Radioisotopic studies on the biosynthesis of the glyceryl diether lipids of Halobacterium cutirubrum

Abstract

Cells of the obligate halophile Halobacterium cutirubrum were grown to the stationary phase in the presence of 32P-orthophosphate, 35S-sulfate, or 14C-labelled precursors (acetate, malonate, mevalonate, glycerol). 32P was incorporated into the phosphatide components in proportion to their relative concentrations, thus: phosphatidyl glycerophosphate (diether analogue) > unidentified minor phosphatide > phosphatidyl glycerol (diether analogue). 35S-Sulfate was incorporated mostly into the glycolipid sulfate ester component, but small amounts of 35S also appeared in a more polar sulfolipid and in a minor unidentified sulfolipid.14C-Mevalonate was the most efficient precursor for the phytanyl chains, followed in decreasing order by acetate and glycerol. Only traces of 14C from the malonate precursor were incorporated, and these appeared entirely in the phytanyl groups. A considerable proportion of 14C from the glycerol precursor was found in the glycerol and sugar moieties of the lipids.
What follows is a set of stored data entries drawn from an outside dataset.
//! Entry point wiring one database handle to every repository.
//!
//! # Invariants
//! - All repositories of a store share the same `Rc<Database>` and therefore
//!   the same connection and configuration.
//! - Repositories that materialize other entities share that entity's
//!   repository, and with it its identity cache.
//! - Repositories caching child rows are subscribed to the deletions of
//!   their parent rows.

use crate::db::{open_db_in_memory, open_db_with, Database, DbResult, StoreConfig};
use crate::repo::aggregated_repo::AggregatedRepository;
use crate::repo::cascade::CascadeTarget;
use crate::repo::geo_repo::GeoLocationRepository;
use crate::repo::list_repo::WineListRepository;
use crate::repo::note_repo::NoteRepository;
use crate::repo::review_repo::ReviewRepository;
use crate::repo::tour_repo::TourRepository;
use crate::repo::user_repo::UserRepository;
use crate::repo::vineyard_repo::VineyardRepository;
use crate::repo::wine_repo::WineRepository;
use crate::service::list_service::ListService;
use rusqlite::Connection;
use std::path::Path;
use std::rc::{Rc, Weak};

pub struct Store {
    db: Rc<Database>,
    wines: Rc<WineRepository>,
    vineyards: Rc<VineyardRepository>,
    notes: Rc<NoteRepository>,
    reviews: Rc<ReviewRepository>,
    geolocations: GeoLocationRepository,
    users: UserRepository,
    lists: Rc<WineListRepository>,
    tours: Rc<TourRepository>,
    aggregated: AggregatedRepository,
}

impl Store {
    /// Opens (and migrates) the database file at `path`.
    pub fn open(path: impl AsRef<Path>, config: StoreConfig) -> DbResult<Self> {
        let conn = open_db_with(path, &config)?;
        Ok(Self::from_connection(conn, config))
    }

    pub fn open_in_memory(config: StoreConfig) -> DbResult<Self> {
        let conn = open_db_in_memory()?;
        Ok(Self::from_connection(conn, config))
    }

    /// Builds a store over an already migrated connection.
    pub fn from_connection(conn: Connection, config: StoreConfig) -> Self {
        let db = Database::new(conn, config);
        let wines = Rc::new(WineRepository::new(Rc::clone(&db)));
        let vineyards = Rc::new(VineyardRepository::new(Rc::clone(&db)));
        let notes = Rc::new(NoteRepository::new(Rc::clone(&db)));
        let reviews = Rc::new(ReviewRepository::new(Rc::clone(&db), Rc::clone(&wines)));
        let lists = Rc::new(WineListRepository::new(Rc::clone(&db)));
        let tours = Rc::new(TourRepository::new(Rc::clone(&db)));
        let users = UserRepository::new(Rc::clone(&db));

        let note_target: Weak<dyn CascadeTarget> = Rc::downgrade(&notes) as Weak<_>;
        let review_target: Weak<dyn CascadeTarget> = Rc::downgrade(&reviews) as Weak<_>;
        let list_target: Weak<dyn CascadeTarget> = Rc::downgrade(&lists) as Weak<_>;
        let tour_target: Weak<dyn CascadeTarget> = Rc::downgrade(&tours) as Weak<_>;
        wines.attach_dependent(note_target.clone());
        wines.attach_dependent(review_target.clone());
        users.attach_dependent(note_target);
        users.attach_dependent(review_target);
        users.attach_dependent(list_target);
        users.attach_dependent(tour_target);

        let aggregated = AggregatedRepository::new(
            Rc::clone(&db),
            Rc::clone(&wines),
            Rc::clone(&vineyards),
            Rc::clone(&notes),
            Rc::clone(&reviews),
        );

        Self {
            geolocations: GeoLocationRepository::new(Rc::clone(&db)),
            users,
            lists,
            tours,
            db,
            wines,
            vineyards,
            notes,
            reviews,
            aggregated,
        }
    }

    pub fn database(&self) -> &Database {
        &self.db
    }

    pub fn wines(&self) -> &WineRepository {
        &self.wines
    }

    pub fn vineyards(&self) -> &VineyardRepository {
        &self.vineyards
    }

    pub fn notes(&self) -> &NoteRepository {
        &self.notes
    }

    pub fn reviews(&self) -> &ReviewRepository {
        &self.reviews
    }

    pub fn geolocations(&self) -> &GeoLocationRepository {
        &self.geolocations
    }

    pub fn users(&self) -> &UserRepository {
        &self.users
    }

    pub fn lists(&self) -> &WineListRepository {
        &self.lists
    }

    pub fn tours(&self) -> &TourRepository {
        &self.tours
    }

    pub fn aggregated(&self) -> &AggregatedRepository {
        &self.aggregated
    }

    pub fn list_service(&self) -> ListService<'_> {
        ListService::new(&self.lists)
    }
}
//! Queries that materialize more than one entity per row.
//!
//! Each entity in a joined row is read under its aliased key column
//! (`wine_id`, `note_id`, `review_id`, `vineyard_id`) and goes through its
//! own repository's identity cache, so instances are shared with the
//! single-entity queries.

use crate::db::Database;
use crate::model::filters::ReviewFilters;
use crate::model::note::Note;
use crate::model::review::WineReview;
use crate::model::user::User;
use crate::model::vineyard::Vineyard;
use crate::model::wine::Wine;
use crate::model::wine_list::WineList;
use crate::model::Entity;
use crate::repo::materialize::query_rows;
use crate::repo::note_repo::{NoteRepository, NOTE_COLUMNS};
use crate::repo::query::QueryBuilder;
use crate::repo::review_repo::{ReviewRepository, REVIEW_COLUMNS};
use crate::repo::vineyard_repo::{VineyardRepository, VINEYARD_COLUMNS, VINEYARD_GEO_JOIN};
use crate::repo::wine_repo::{WineRepository, WINE_COLUMNS, WINE_GEO_JOIN};
use crate::repo::PagedRepository;
use log::error;
use rusqlite::params_from_iter;
use rusqlite::types::Value;
use std::rc::Rc;

pub struct AggregatedRepository {
    db: Rc<Database>,
    wines: Rc<WineRepository>,
    vineyards: Rc<VineyardRepository>,
    notes: Rc<NoteRepository>,
    reviews: Rc<ReviewRepository>,
}

impl AggregatedRepository {
    pub fn new(
        db: Rc<Database>,
        wines: Rc<WineRepository>,
        vineyards: Rc<VineyardRepository>,
        notes: Rc<NoteRepository>,
        reviews: Rc<ReviewRepository>,
    ) -> Self {
        Self {
            db,
            wines,
            vineyards,
            notes,
            reviews,
        }
    }

    /// Stored notes of `user`, each paired with its wine.
    pub fn notes_with_wines(&self, user: &User) -> Vec<(Rc<Note>, Rc<Wine>)> {
        let sql = format!(
            "SELECT {NOTE_COLUMNS}, {WINE_COLUMNS} FROM NOTES \
             JOIN WINE ON WINE.ID = NOTES.WINE_ID {WINE_GEO_JOIN} \
             WHERE NOTES.USERNAME = ?1 ORDER BY NOTES.ID ASC"
        );
        let fetched = query_rows(
            &self.db,
            &sql,
            vec![Value::Text(user.username.clone())],
            |row| {
                Ok((
                    self.notes.materialize_row(row, "note_id")?,
                    self.wines.materialize_row(row, "wine_id")?,
                ))
            },
        );
        fetched.unwrap_or_else(|err| {
            error!(
                "event=notes_with_wines module=repo status=error username={:?} error={}",
                user.username, err
            );
            Vec::new()
        })
    }

    /// Wines in `list`, in wine key order.
    pub fn wines_in_list(&self, list: &WineList) -> Vec<Rc<Wine>> {
        let sql = format!(
            "SELECT {WINE_COLUMNS} FROM LIST_ITEMS \
             JOIN WINE ON WINE.ID = LIST_ITEMS.WINE_ID {WINE_GEO_JOIN} \
             WHERE LIST_ITEMS.LIST_ID = ?1 ORDER BY WINE.ID ASC"
        );
        let fetched = query_rows(&self.db, &sql, vec![Value::Integer(list.key())], |row| {
            self.wines.materialize_row(row, "wine_id")
        });
        fetched.unwrap_or_else(|err| {
            error!(
                "event=list_wines module=repo status=error list_id={} error={}",
                list.key(),
                err
            );
            Vec::new()
        })
    }

    /// Wines in `list` with the epoch-millisecond time each was added,
    /// most recent first. Items stamped within the same millisecond come
    /// back in reverse insertion order.
    pub fn wines_with_dates(&self, list: &WineList) -> Vec<(Rc<Wine>, i64)> {
        let sql = format!(
            "SELECT {WINE_COLUMNS}, LIST_ITEMS.DATE_ADDED FROM LIST_ITEMS \
             JOIN WINE ON WINE.ID = LIST_ITEMS.WINE_ID {WINE_GEO_JOIN} \
             WHERE LIST_ITEMS.LIST_ID = ?1 \
             ORDER BY LIST_ITEMS.DATE_ADDED DESC, LIST_ITEMS.rowid DESC"
        );
        let fetched = query_rows(&self.db, &sql, vec![Value::Integer(list.key())], |row| {
            Ok((
                self.wines.materialize_row(row, "wine_id")?,
                row.get::<_, i64>("DATE_ADDED")?,
            ))
        });
        fetched.unwrap_or_else(|err| {
            error!(
                "event=list_wines module=repo status=error list_id={} error={}",
                list.key(),
                err
            );
            Vec::new()
        })
    }

    /// Wines whose winery matches the vineyard's name, ignoring case.
    pub fn wines_from_vineyard(&self, vineyard: &Vineyard) -> Vec<Rc<Wine>> {
        let sql = format!(
            "SELECT {WINE_COLUMNS} FROM WINE {WINE_GEO_JOIN} \
             WHERE WINE.WINERY LIKE ?1 ORDER BY WINE.ID ASC"
        );
        let fetched = query_rows(&self.db, &sql, vec![Value::Text(vineyard.name.get())], |row| {
            self.wines.materialize_row(row, "wine_id")
        });
        fetched.unwrap_or_else(|err| {
            error!(
                "event=vineyard_wines module=repo status=error vineyard_id={} error={}",
                vineyard.key(),
                err
            );
            Vec::new()
        })
    }

    /// Vineyards producing the wines in `list`.
    pub fn vineyards_in_list(&self, list: &WineList) -> Vec<Rc<Vineyard>> {
        let sql = format!(
            "SELECT DISTINCT {VINEYARD_COLUMNS} FROM LIST_ITEMS \
             JOIN WINE ON WINE.ID = LIST_ITEMS.WINE_ID \
             JOIN VINEYARD ON LOWER(VINEYARD.NAME) LIKE LOWER(WINE.WINERY) \
             {VINEYARD_GEO_JOIN} \
             WHERE LIST_ITEMS.LIST_ID = ?1 ORDER BY VINEYARD.ID ASC"
        );
        let fetched = query_rows(&self.db, &sql, vec![Value::Integer(list.key())], |row| {
            self.vineyards.materialize_row(row, "vineyard_id")
        });
        fetched.unwrap_or_else(|err| {
            error!(
                "event=list_vineyards module=repo status=error list_id={} error={}",
                list.key(),
                err
            );
            Vec::new()
        })
    }

    /// Reviews `begin..end` in review key order, each paired with its wine.
    pub fn reviews_with_wines(
        &self,
        begin: usize,
        end: usize,
        filters: Option<&ReviewFilters>,
    ) -> Vec<(Rc<WineReview>, Rc<Wine>)> {
        let mut builder = QueryBuilder::new(&format!(
            "SELECT {REVIEW_COLUMNS}, {WINE_COLUMNS} FROM WINE_REVIEW \
             JOIN WINE ON WINE.ID = WINE_REVIEW.WINE_ID {WINE_GEO_JOIN}"
        ));
        if let Some(filters) = filters {
            apply_review_filters(&mut builder, filters);
        }
        builder.order_by("WINE_REVIEW.ID").range(begin, end);

        let (sql, params) = builder.build();
        let fetched = query_rows(&self.db, &sql, params, |row| {
            Ok((
                self.reviews.materialize_row(row, "review_id")?,
                self.wines.materialize_row(row, "wine_id")?,
            ))
        });
        fetched.unwrap_or_else(|err| {
            error!(
                "event=reviews_with_wines module=repo status=error begin={begin} end={end} error={err}"
            );
            Vec::new()
        })
    }

    /// Reviews matching `filters`, `-1` when the count failed.
    pub fn reviews_with_wines_count(&self, filters: Option<&ReviewFilters>) -> i64 {
        let mut builder = QueryBuilder::new(
            "SELECT COUNT(*) FROM WINE_REVIEW JOIN WINE ON WINE.ID = WINE_REVIEW.WINE_ID",
        );
        if let Some(filters) = filters {
            apply_review_filters(&mut builder, filters);
        }
        let (sql, params) = builder.build();
        let counted = self
            .db
            .prepare(&sql)
            .and_then(|mut stmt| stmt.query_row(params_from_iter(params), |row| row.get(0)));
        counted.unwrap_or_else(|err| {
            error!("event=reviews_with_wines_count module=repo status=error error={err}");
            -1
        })
    }
}

impl PagedRepository for AggregatedRepository {
    type Item = (Rc<WineReview>, Rc<Wine>);
    type Filters = ReviewFilters;

    fn fetch_range(
        &self,
        begin: usize,
        end: usize,
        filters: Option<&ReviewFilters>,
    ) -> Vec<Self::Item> {
        self.reviews_with_wines(begin, end, filters)
    }

    fn count(&self, filters: Option<&ReviewFilters>) -> i64 {
        self.reviews_with_wines_count(filters)
    }
}

fn apply_review_filters(builder: &mut QueryBuilder, filters: &ReviewFilters) {
    builder
        .contains("WINE_REVIEW.USERNAME", &filters.username)
        .contains("WINE.TITLE", &filters.wine_title)
        .between("WINE_REVIEW.RATING", &filters.rating);
}
//! Per-user vineyard tours.

use crate::cache::IdentityCache;
use crate::db::Database;
use crate::model::tour::VineyardTour;
use crate::model::user::User;
use crate::model::vineyard::Vineyard;
use crate::model::{Entity, EntityKey, UNPERSISTED_KEY};
use crate::repo::binder::{text_value, WriteThrough};
use crate::repo::cascade::{Cascade, CascadeTarget};
use crate::repo::materialize::{materialize, query_rows};
use crate::repo::{RepoError, RepoResult};
use log::{debug, error, info};
use rusqlite::types::Value;
use rusqlite::{params, Row};
use std::rc::Rc;

pub struct TourRepository {
    db: Rc<Database>,
    cache: IdentityCache<VineyardTour>,
    writer: WriteThrough,
}

impl TourRepository {
    pub fn new(db: Rc<Database>) -> Self {
        Self {
            writer: WriteThrough::new(Rc::clone(&db), "VINEYARD_TOUR"),
            db,
            cache: IdentityCache::new(VineyardTour::KIND),
        }
    }

    pub fn create(&self, user: &User, name: &str) -> Option<Rc<VineyardTour>> {
        match self.try_create(user, name) {
            Ok(tour) => {
                info!(
                    "event=tour_create module=repo status=ok id={} username={:?}",
                    tour.key(),
                    user.username
                );
                Some(tour)
            }
            Err(err) => {
                error!(
                    "event=tour_create module=repo status=error username={:?} error={}",
                    user.username, err
                );
                None
            }
        }
    }

    /// Deletes `tour`; its items cascade.
    pub fn remove(&self, tour: &VineyardTour) -> bool {
        let id = tour.key();
        if id == UNPERSISTED_KEY {
            debug!("event=tour_remove module=repo status=skip reason=unpersisted");
            return false;
        }
        match self.db.execute("DELETE FROM VINEYARD_TOUR WHERE ID = ?1", params![id]) {
            Ok(changed) => {
                self.cache.release(id);
                tour.unpersist();
                info!("event=tour_remove module=repo status=ok id={id} rows={changed}");
                changed == 1
            }
            Err(err) => {
                error!("event=tour_remove module=repo status=error id={id} error={err}");
                false
            }
        }
    }

    pub fn get_all(&self, user: &User) -> Vec<Rc<VineyardTour>> {
        let fetched = query_rows(
            &self.db,
            "SELECT ID AS tour_id, USERNAME, NAME FROM VINEYARD_TOUR WHERE USERNAME = ?1 ORDER BY ID ASC",
            vec![Value::Text(user.username.clone())],
            |row| self.materialize_row(row),
        );
        fetched.unwrap_or_else(|err| {
            error!(
                "event=tour_get_all module=repo status=error username={:?} error={}",
                user.username, err
            );
            Vec::new()
        })
    }

    pub fn is_vineyard_in_tour(&self, tour: &VineyardTour, vineyard: &Vineyard) -> bool {
        let found = self
            .db
            .prepare(
                "SELECT EXISTS (SELECT 1 FROM VINEYARD_TOUR_ITEM WHERE TOUR_ID = ?1 AND VINEYARD_ID = ?2)",
            )
            .and_then(|mut stmt| {
                stmt.query_row(params![tour.key(), vineyard.key()], |row| {
                    row.get::<_, bool>(0)
                })
            });
        found.unwrap_or_else(|err| {
            error!(
                "event=tour_contains module=repo status=error tour_id={} vineyard_id={} error={}",
                tour.key(),
                vineyard.key(),
                err
            );
            false
        })
    }

    /// Adds `vineyard` to `tour`. Adding it twice is a no-op that returns
    /// `false`.
    pub fn add_vineyard(&self, tour: &VineyardTour, vineyard: &Vineyard) -> bool {
        let inserted = self.db.execute(
            "INSERT OR IGNORE INTO VINEYARD_TOUR_ITEM (TOUR_ID, VINEYARD_ID) VALUES (?1, ?2)",
            params![tour.key(), vineyard.key()],
        );
        match inserted {
            Ok(changed) => changed == 1,
            Err(err) => {
                error!(
                    "event=tour_add_vineyard module=repo status=error tour_id={} vineyard_id={} error={}",
                    tour.key(),
                    vineyard.key(),
                    err
                );
                false
            }
        }
    }

    pub fn remove_vineyard(&self, tour: &VineyardTour, vineyard: &Vineyard) -> bool {
        let removed = self.db.execute(
            "DELETE FROM VINEYARD_TOUR_ITEM WHERE TOUR_ID = ?1 AND VINEYARD_ID = ?2",
            params![tour.key(), vineyard.key()],
        );
        match removed {
            Ok(changed) => changed == 1,
            Err(err) => {
                error!(
                    "event=tour_remove_vineyard module=repo status=error tour_id={} vineyard_id={} error={}",
                    tour.key(),
                    vineyard.key(),
                    err
                );
                false
            }
        }
    }

    fn try_create(&self, user: &User, name: &str) -> RepoResult<Rc<VineyardTour>> {
        if name.trim().is_empty() {
            return Err(RepoError::Rejected("tour name must not be blank".to_string()));
        }
        self.db.execute(
            "INSERT INTO VINEYARD_TOUR (USERNAME, NAME) VALUES (?1, ?2)",
            params![user.username, name],
        )?;
        let id = self.db.last_insert_rowid();
        let tour = VineyardTour::with_key(id, user.username.clone(), name.to_string());
        if self.db.use_cache() {
            self.cache.register(id, &tour);
        }
        self.bind(&tour);
        Ok(tour)
    }

    fn materialize_row(&self, row: &Row<'_>) -> rusqlite::Result<Rc<VineyardTour>> {
        materialize(
            row,
            "tour_id",
            &self.cache,
            self.db.use_cache(),
            tour_from_row,
            |tour| self.bind(tour),
        )
    }

    fn bind(&self, tour: &Rc<VineyardTour>) {
        self.writer.bind(tour, &tour.name, "NAME", text_value);
    }
}

impl CascadeTarget for TourRepository {
    fn parent_deleted(&self, cascade: Cascade) {
        if cascade != Cascade::AllUsers {
            return;
        }
        for tour in self.cache.drain() {
            tour.unpersist();
        }
    }
}

fn tour_from_row(key: EntityKey, row: &Row<'_>) -> rusqlite::Result<Rc<VineyardTour>> {
    Ok(VineyardTour::with_key(key, row.get("USERNAME")?, row.get("NAME")?))
}
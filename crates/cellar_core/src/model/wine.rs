//! Wine entity and its plain-data record form.
//!
//! # Invariants
//! - `key` is [`UNPERSISTED_KEY`] until the wine is inserted and returns to
//!   it when the row is deleted.
//! - Property fields only write through to storage once the persistence
//!   layer has bound them.

use super::geo::GeoLocation;
use super::property::Property;
use super::{Entity, EntityKey, UNPERSISTED_KEY};
use once_cell::sync::Lazy;
use regex::Regex;
use serde::{Deserialize, Serialize};
use std::cell::{Cell, RefCell};
use std::rc::Rc;

static VINTAGE_RE: Lazy<Regex> = Lazy::new(|| {
    Regex::new(r"\b(18|19|20)\d{2}\b").expect("valid vintage regex")
});

/// Extracts the first plausible vintage year (1800-2099) from a wine title.
pub fn vintage_from_title(title: &str) -> Option<i32> {
    VINTAGE_RE
        .find(title)
        .and_then(|found| found.as_str().parse().ok())
}

/// Column values of one wine row, used for inserts and bulk imports.
#[derive(Debug, Clone, PartialEq, Default, Serialize, Deserialize)]
#[serde(default)]
pub struct WineRecord {
    pub title: String,
    pub variety: String,
    pub country: String,
    pub region: String,
    pub winery: String,
    pub color: String,
    /// Zero or negative when unknown.
    pub vintage: i32,
    pub description: String,
    pub score: i32,
    pub abv: f64,
    pub price: f64,
    pub average_rating: f64,
}

impl WineRecord {
    /// Record with only a title; the vintage is taken from the title when it
    /// contains a year.
    pub fn titled(title: impl Into<String>) -> Self {
        let title = title.into();
        let vintage = vintage_from_title(&title).unwrap_or(0);
        Self {
            title,
            vintage,
            ..Self::default()
        }
    }
}

#[derive(Debug)]
pub struct Wine {
    key: Cell<EntityKey>,
    pub title: Property<String>,
    pub variety: Property<String>,
    pub country: Property<String>,
    pub region: Property<String>,
    pub winery: Property<String>,
    pub color: Property<String>,
    pub vintage: Property<i32>,
    pub description: Property<String>,
    pub score: Property<i32>,
    pub abv: Property<f64>,
    pub price: Property<f64>,
    pub average_rating: Property<f64>,
    geolocation: RefCell<Option<GeoLocation>>,
    bound: Cell<bool>,
}

impl Wine {
    /// Creates an unpersisted wine. Nothing is written until it is added
    /// through a repository.
    pub fn new(record: WineRecord) -> Rc<Self> {
        Self::with_key(UNPERSISTED_KEY, record, None)
    }

    pub(crate) fn with_key(
        key: EntityKey,
        record: WineRecord,
        geolocation: Option<GeoLocation>,
    ) -> Rc<Self> {
        Rc::new(Self {
            key: Cell::new(key),
            title: Property::new(record.title),
            variety: Property::new(record.variety),
            country: Property::new(record.country),
            region: Property::new(record.region),
            winery: Property::new(record.winery),
            color: Property::new(record.color),
            vintage: Property::new(record.vintage),
            description: Property::new(record.description),
            score: Property::new(record.score),
            abv: Property::new(record.abv),
            price: Property::new(record.price),
            average_rating: Property::new(record.average_rating),
            geolocation: RefCell::new(geolocation),
            bound: Cell::new(false),
        })
    }

    pub(crate) fn set_key(&self, key: EntityKey) {
        self.key.set(key);
    }

    /// Marks the write-through listeners as attached. Returns `false` if
    /// they already were, so a re-added wine is not bound twice.
    pub(crate) fn mark_bound(&self) -> bool {
        !self.bound.replace(true)
    }

    /// Snapshot of the current field values.
    pub fn record(&self) -> WineRecord {
        WineRecord {
            title: self.title.get(),
            variety: self.variety.get(),
            country: self.country.get(),
            region: self.region.get(),
            winery: self.winery.get(),
            color: self.color.get(),
            vintage: self.vintage.get(),
            description: self.description.get(),
            score: self.score.get(),
            abv: self.abv.get(),
            price: self.price.get(),
            average_rating: self.average_rating.get(),
        }
    }

    pub fn geolocation(&self) -> Option<GeoLocation> {
        *self.geolocation.borrow()
    }

    /// Sets coordinates in memory only. Stored coordinates come from the
    /// geolocation table on the next fresh load.
    pub fn set_geolocation(&self, geolocation: Option<GeoLocation>) {
        *self.geolocation.borrow_mut() = geolocation;
    }
}

impl Entity for Wine {
    const KIND: &'static str = "wine";

    fn key(&self) -> EntityKey {
        self.key.get()
    }
}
Little or no labelling of the water-soluble moieties of the lipids was observed with the other carbon precursors.Only traces of 14C-labelled fatty acids were detected with any of the 14C precursors; with acetate, in particular, only 0.3% of the 14C in the total lipids was found in fatty acids. It is concluded that the predominant biosynthetic route for the lipid chains is the mevalonate pathway for synthesis of isoprenoid groups, and that the malonyl-CoA pathway for synthesis of fatty acids is operating at a very low level of activity.